En effet, le 6 septembre 2017, 24 heures avant l’opération, Noël arrive à la clinique des Cèdres d’Échirolles (Isère) où exerce le docteur. Noël souffre « d’une thrombose complète des deux artères fémorales ». « Ces artères étant totalement bouchées, on a pensé que son opération du dos allait être repoussée », confient Mauricette et Cécile.
Mais à la surprise générale, le docteur décide quand même d’opérer, « en concertation avec l’angiologue et l’anesthésiste », affirmera-t-il plus tard. Le 7 septembre 2017, après une arthrodèse (pose de matériel dans sa colonne), Noël se plaint dès son réveil de douleurs à la jambe droite. Rien de grave pour le docteur.
Deux semaines plus tard, le patient souffre de la jambe droite. Le verdict tombe : amputation de sa jambe. Il décède par la suite d’une infection généralisée le 4 novembre. L’épouse avait, selon le journal, évoqué « une erreur médicale » fatale dès le jour des obsèques. Aujourd’hui elle a « la haine contre ceux qui ont engagé cette opération alors que de nombreux facteurs la contre-indiquaient », et se dit prête à porter plainte.
« Après avoir beaucoup souffert, mon papa est décédé dans nos bras le 4 novembre 2017 », confie Cécile. Scandalisée par l’attitude du docteur « Il ne nous a même pas présenté ses condoléances. Avant la mort de mon père, il n’est passé le voir que deux fois en deux mois. Sans cette opération, mon papa serait encore là. On peut donc en vouloir à ce chirurgien si peu scrupuleux vis-à-vis de la santé de ses patients. »
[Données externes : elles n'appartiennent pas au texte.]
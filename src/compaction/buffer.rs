/*
 * Copyright 2025 Vijaykumar Singh
 *
 * Licensed under the Apache License, Version 2.0 (the "License");
 * you may not use this file except in compliance with the License.
 * You may obtain a copy of the License at
 *
 *     http://www.apache.org/licenses/LICENSE-2.0
 *
 * Unless required by applicable law or agreed to in writing, software
 * distributed under the License is distributed on an "AS IS" BASIS,
 * WITHOUT WARRANTIES OR CONDITIONS OF ANY KIND, either express or implied.
 * See the License for the specific language governing permissions and
 * limitations under the License.
 */

//! Cluster buffers: one accumulating segment writer per cluster
//!
//! Each buffer owns a single-writer slot guarded by its own lock. Rotation
//! swaps a fresh writer into the slot and hands the retired one out for
//! flushing, so producers keep writing while the old data is persisted.
//!
//! Memory is tracked per buffer with two atomics: bytes held by the active
//! writer, and bytes of retired writers whose flush has not finished yet.
//! Their sum over all buffers is the aggregate the watermarks act on.

use parking_lot::Mutex;
use std::collections::{BTreeMap, HashMap};
use std::sync::atomic::{AtomicI64, AtomicU64, Ordering};
use std::sync::Arc;

use super::plan::CompactionSegment;
use crate::core::{CollectionSchema, CompactionError, FieldId, Result, Row, SegmentId};
use crate::storage::{Bm25Stats, FieldBinlog, FieldStats, IdAllocator, SegmentStats, SegmentWriter};

/// Builds writers for every buffer of a run
pub struct WriterFactory {
    schema: Arc<CollectionSchema>,
    bm25_fields: Vec<FieldId>,
    binlog_max_size: u64,
    max_segment_rows: i64,
    segment_allocator: Arc<dyn IdAllocator>,
}

impl WriterFactory {
    pub fn new(
        schema: Arc<CollectionSchema>,
        bm25_fields: Vec<FieldId>,
        binlog_max_size: u64,
        max_segment_rows: i64,
        segment_allocator: Arc<dyn IdAllocator>,
    ) -> Self {
        Self {
            schema,
            bm25_fields,
            binlog_max_size,
            max_segment_rows,
            segment_allocator,
        }
    }

    pub fn max_segment_rows(&self) -> i64 {
        self.max_segment_rows
    }

    fn writer(&self, segment_id: SegmentId) -> SegmentWriter {
        SegmentWriter::new(segment_id, &self.schema, &self.bm25_fields, self.binlog_max_size)
    }
}

/// A writer taken out of its slot, waiting to be flushed
#[derive(Debug)]
pub struct RetiredWriter {
    pub buffer_id: usize,
    pub writer: SegmentWriter,
    /// Flush must finalize the writer's segment afterwards
    pub pack: bool,
}

#[derive(Debug, Default)]
struct WriterSlot {
    writer: Option<SegmentWriter>,
    current_segment_rows: i64,
}

/// Durable-but-unpacked data of a buffer and its packed output
#[derive(Debug, Default)]
pub struct FlushedState {
    pub binlogs: HashMap<SegmentId, BTreeMap<FieldId, FieldBinlog>>,
    pub row_num: HashMap<SegmentId, i64>,
    pub bm25_stats: HashMap<SegmentId, HashMap<FieldId, Bm25Stats>>,
    pub uploaded_segments: Vec<CompactionSegment>,
    pub uploaded_segment_stats: HashMap<SegmentId, SegmentStats>,
}

impl FlushedState {
    /// Segments flushed but never packed
    pub fn leaked_segments(&self) -> Vec<SegmentId> {
        let mut leaked: Vec<SegmentId> = self
            .binlogs
            .iter()
            .filter(|(_, fields)| !fields.is_empty())
            .map(|(segment_id, _)| *segment_id)
            .collect();
        leaked.sort_unstable();
        leaked
    }
}

pub struct ClusterBuffer {
    id: usize,
    slot: Mutex<WriterSlot>,
    active_memory: AtomicU64,
    retired_memory: AtomicI64,
    /// Held for the whole of a flush; serializes flushes of this buffer
    pub(crate) flushed: tokio::sync::Mutex<FlushedState>,
    key_stats: FieldStats,
}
La famille de Noël compte désormais se battre. Pour faire reconnaître la responsabilité du chirurgien et de la clinique des Cèdres. Elle veut porter plainte.
LE PRINCIPE DE LA RESPONSABILITÉ POUR FAUTE
La loi du 4 mars 2002 relative aux droits des patients et à la qualité du système de santé a consacré le principe de la responsabilité pour faute du médecin. La cour de cassation l’avait dégagé en 1936 dans le célèbre arrêt « Mercier »[. En effet, l’article L. 1142-1 I du Code de la santé publique dispose que les professionnels de santé ainsi que tout établissement, service ou organisme dans lesquels sont réalisés des actes individuels de prévention, de diagnostic ou de soins « ne sont responsables des conséquences dommageables d’actes de prévention, de diagnostic ou de soins qu’en cas de faute ».
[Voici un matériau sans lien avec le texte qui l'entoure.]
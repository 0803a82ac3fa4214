/*
 * Copyright 2025 Vijaykumar Singh
 *
 * Licensed under the Apache License, Version 2.0 (the "License");
 * you may not use this file except in compliance with the License.
 * You may obtain a copy of the License at
 *
 *     http://www.apache.org/licenses/LICENSE-2.0
 *
 * Unless required by applicable law or agreed to in writing, software
 * distributed under the License is distributed on an "AS IS" BASIS,
 * WITHOUT WARRANTIES OR CONDITIONS OF ANY KIND, either express or implied.
 * See the License for the specific language governing permissions and
 * limitations under the License.
 */

//! # Clustering Compactor
//!
//! Background reorganization of a partition's immutable segments by a
//! clustering key.
//!
//! A run reads every input segment of one partition, drops deleted and
//! expired rows, routes the survivors into cluster buffers (key ranges for
//! scalar keys, centroid groups for vector keys) and rewrites them as a new
//! set of segments, one cluster per segment family.
//!
//! ## Pipeline
//!
//! - **Analyze**: histogram the scalar key, or load precomputed centroids
//! - **Mapping**: stream, filter and assign rows in parallel per segment
//! - **Flush**: persist retired writers asynchronously under memory watermarks
//! - **Pack**: finalize output segments with primary-key and BM25 stats
//!
//! The run finishes by uploading a partition stats snapshot versioned by
//! the plan id.

pub mod compaction;
pub mod core;
pub mod storage;

pub use crate::compaction::{
    ClusteringCompactionTask, CompactionPlan, CompactionPlanResult, CompactionSegment,
    CompactionType,
};
pub use crate::core::{CompactionError, CompactorConfig, Result};
pub use crate::storage::{LocalObjectStore, MemoryObjectStore, ObjectStore};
Autrement dit, la responsabilité d’un médecin n’est pas retenu en principe sauf si ce dernier a commis une faute dans l’exercice de son art. Ou que le patient a subi un dommage et qu’il existe bien un lien de causalité entre la faute du praticien et le dommage.
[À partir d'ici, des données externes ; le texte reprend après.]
/*
 * Copyright 2025 Vijaykumar Singh
 *
 * Licensed under the Apache License, Version 2.0 (the "License");
 * you may not use this file except in compliance with the License.
 * You may obtain a copy of the License at
 *
 *     http://www.apache.org/licenses/LICENSE-2.0
 *
 * Unless required by applicable law or agreed to in writing, software
 * distributed under the License is distributed on an "AS IS" BASIS,
 * WITHOUT WARRANTIES OR CONDITIONS OF ANY KIND, either express or implied.
 * See the License for the specific language governing permissions and
 * limitations under the License.
 */

//! Binlog descriptors, object-store layout and the column blob codec
//!
//! Every column of a segment is stored as a sequence of binlogs; binlog *i*
//! of every field of a segment holds the same rows. A column blob is a
//! bincode-encoded [`ColumnBlob`] wrapped in a crc32-checked envelope.

use serde::{Deserialize, Serialize};
use std::collections::BTreeMap;

use crate::core::{
    CollectionId, CompactionError, DataType, FieldId, FieldValue, PartitionId, Result, SegmentId,
    UniqueId,
};

pub const INSERT_LOG_PREFIX: &str = "insert_log";
pub const DELTA_LOG_PREFIX: &str = "delta_log";
pub const STATS_LOG_PREFIX: &str = "stats_log";
pub const BM25_LOG_PREFIX: &str = "bm25_stats";
pub const PARTITION_STATS_PREFIX: &str = "part_stats";
pub const ANALYZE_STATS_PREFIX: &str = "analyze_stats";

const CENTROIDS_FILE: &str = "centroids";
const OFFSET_MAPPING_FILE: &str = "offset_mapping";

/// Descriptor of one persisted log file
#[derive(Debug, Clone, PartialEq, Serialize, Deserialize)]
pub struct Binlog {
    pub entries_num: i64,
    #[serde(default)]
    pub timestamp_from: u64,
    #[serde(default)]
    pub timestamp_to: u64,
    pub log_path: String,
    #[serde(default)]
    pub log_size: i64,
    #[serde(default)]
    pub log_id: UniqueId,
    #[serde(default)]
    pub memory_size: i64,
}

/// All binlogs of one field of one segment, in row order
#[derive(Debug, Clone, PartialEq, Serialize, Deserialize)]
pub struct FieldBinlog {
    pub field_id: FieldId,
    pub binlogs: Vec<Binlog>,
}

impl FieldBinlog {
    pub fn new(field_id: FieldId) -> Self {
        Self {
            field_id,
            binlogs: Vec::new(),
        }
    }

    pub fn entries_num(&self) -> i64 {
        self.binlogs.iter().map(|b| b.entries_num).sum()
    }
}

/// Append `incoming` per-field binlogs onto `target`, keeping field order stable
pub fn merge_field_binlogs(target: &mut BTreeMap<FieldId, FieldBinlog>, incoming: Vec<FieldBinlog>) {
    for field in incoming {
        target
            .entry(field.field_id)
            .or_insert_with(|| FieldBinlog::new(field.field_id))
            .binlogs
            .extend(field.binlogs);
    }
}

pub fn insert_log_path(
    root: &str,
    collection_id: CollectionId,
    partition_id: PartitionId,
    segment_id: SegmentId,
    field_id: FieldId,
    log_id: UniqueId,
) -> String {
    format!(
        "{}/{}/{}/{}/{}/{}/{}",
        root, INSERT_LOG_PREFIX, collection_id, partition_id, segment_id, field_id, log_id
    )
}

pub fn delta_log_path(
    root: &str,
    collection_id: CollectionId,
    partition_id: PartitionId,
    segment_id: SegmentId,
    log_id: UniqueId,
) -> String {
    format!(
        "{}/{}/{}/{}/{}/{}",
        root, DELTA_LOG_PREFIX, collection_id, partition_id, segment_id, log_id
    )
}

pub fn stats_log_path(
    root: &str,
    collection_id: CollectionId,
    partition_id: PartitionId,
    segment_id: SegmentId,
    field_id: FieldId,
    log_id: UniqueId,
) -> String {
    format!(
        "{}/{}/{}/{}/{}/{}/{}",
        root, STATS_LOG_PREFIX, collection_id, partition_id, segment_id, field_id, log_id
    )
}

pub fn bm25_log_path(
    root: &str,
    collection_id: CollectionId,
    partition_id: PartitionId,
    segment_id: SegmentId,
    field_id: FieldId,
    log_id: UniqueId,
) -> String {
    format!(
        "{}/{}/{}/{}/{}/{}/{}",
        root, BM25_LOG_PREFIX, collection_id, partition_id, segment_id, field_id, log_id
    )
}

pub fn centroids_path(
    analyze_result_path: &str,
    collection_id: CollectionId,
    partition_id: PartitionId,
    field_id: FieldId,
) -> String {
    format!(
        "{}/{}/{}/{}/{}",
        analyze_result_path, collection_id, partition_id, field_id, CENTROIDS_FILE
    )
}

pub fn offset_mapping_path(
    analyze_result_path: &str,
    collection_id: CollectionId,
    partition_id: PartitionId,
    field_id: FieldId,
    segment_id: SegmentId,
) -> String {
    format!(
        "{}/{}/{}/{}/{}/{}",
        analyze_result_path, collection_id, partition_id, field_id, segment_id, OFFSET_MAPPING_FILE
    )
}

/// Root for partition stats: the analyze path up to `analyze_stats`, else `root`
pub fn partition_stats_root<'a>(analyze_result_path: &'a str, root: &'a str) -> &'a str {
    if analyze_result_path.is_empty() {
        return root;
    }
    match analyze_result_path.find(ANALYZE_STATS_PREFIX) {
        Some(idx) => analyze_result_path[..idx].trim_end_matches('/'),
        None => root,
    }
}

pub fn partition_stats_path(
    root: &str,
    collection_id: CollectionId,
    partition_id: PartitionId,
    channel: &str,
    version: i64,
) -> String {
    format!(
        "{}/{}/{}/{}/{}/{}",
        root, PARTITION_STATS_PREFIX, collection_id, partition_id, channel, version
    )
}

/// Decoded content of one column binlog
#[derive(Debug, Clone, PartialEq, Serialize, Deserialize)]
pub struct ColumnBlob {
    pub field_id: FieldId,
    pub data_type: DataType,
    pub values: Vec<FieldValue>,
}

#[derive(Serialize, Deserialize)]
struct BlobEnvelope {
    checksum: u32,
    payload: Vec<u8>,
}

/// Wrap a serialized payload in a checksummed envelope
pub fn seal(payload: Vec<u8>) -> Result<Vec<u8>> {
    let envelope = BlobEnvelope {
        checksum: crc32fast::hash(&payload),
        payload,
    };
    Ok(bincode::serialize(&envelope)?)
}

/// Verify and unwrap an envelope produced by [`seal`]
pub fn unseal(data: &[u8]) -> Result<Vec<u8>> {
    let envelope: BlobEnvelope = bincode::deserialize(data)
        .map_err(|e| CompactionError::Decode(format!("malformed blob envelope: {}", e)))?;
    let actual = crc32fast::hash(&envelope.payload);
    if actual != envelope.checksum {
        return Err(CompactionError::Decode(format!(
            "checksum mismatch: expected {:08x}, got {:08x}",
            envelope.checksum, actual
        )));
    }
    Ok(envelope.payload)
}

pub fn encode_column(field_id: FieldId, data_type: DataType, values: Vec<FieldValue>) -> Result<Vec<u8>> {
    let blob = ColumnBlob {
        field_id,
        data_type,
        values,
    };
    seal(bincode::serialize(&blob)?)
}

pub fn decode_column(data: &[u8]) -> Result<ColumnBlob> {
    let payload = unseal(data)?;
    bincode::deserialize(&payload)
        .map_err(|e| CompactionError::Decode(format!("malformed column blob: {}", e)))
}

#[cfg(test)]
mod tests {
    use super::*;

    #[test]
    fn test_partition_stats_root() {
        assert_eq!(
            partition_stats_root("files/analyze_stats/1/2", "files"),
            "files"
        );
        assert_eq!(partition_stats_root("", "root"), "root");
        assert_eq!(partition_stats_root("elsewhere", "root"), "root");
        assert_eq!(
            partition_stats_path("files", 1, 2, "ch-0", 9),
            "files/part_stats/1/2/ch-0/9"
        );
    }

    #[test]
    fn test_corrupted_column_is_decode_error() {
        let mut blob = encode_column(
            100,
            DataType::Int64,
            vec![FieldValue::Int64(1), FieldValue::Int64(2)],
        )
        .unwrap();
        let last = blob.len() - 1;
        blob[last] ^= 0xff;
        assert!(matches!(decode_column(&blob), Err(CompactionError::Decode(_))));
        assert!(matches!(decode_column(b"xx"), Err(CompactionError::Decode(_))));
    }

    #[test]
    fn test_merge_field_binlogs_appends() {
        let log = |id: i64| Binlog {
            entries_num: 10,
            timestamp_from: 0,
            timestamp_to: 0,
            log_path: format!("p/{}", id),
            log_size: 1,
            log_id: id,
            memory_size: 1,
        };
        let mut target = BTreeMap::new();
        merge_field_binlogs(
            &mut target,
            vec![FieldBinlog {
                field_id: 100,
                binlogs: vec![log(1)],
            }],
        );
        merge_field_binlogs(
            &mut target,
            vec![FieldBinlog {
                field_id: 100,
                binlogs: vec![log(2)],
            }],
        );
        assert_eq!(target[&100].binlogs.len(), 2);
        assert_eq!(target[&100].entries_num(), 20);
    }
}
En l’absence de définition de la notion de faute par le législateur, les tribunaux considèrent qu’une faute simple du médecin suffit pour retenir sa responsabilité. Ils apprécient généralement la faute du médecin. Tout en se référant au comportement qu’aurait eu un médecin normalement compétent se trouvant dans une situation identique.
L’AFFAIRE EST LOIN D’ÊTRE TERMINÉE
C’est alors le premier homicide involontaire reproché au « chirurgien de l’horreur ». Sur la base d’une soixantaine de dossiers, le CNOM lui reproche d’avoir souvent décidé d’opérer sans disposer « de tous les éléments nécessaires » . Ni ne fournir « aucune explication convaincante » sur une trentaine de complications postopératoires. Il a aussi reçu un blâme en avril de l’ordre des médecins de Rhône-Alpes. Son avocat, Bernard Boulloud, a prévu de s’exprimer publiquement ce vendredi.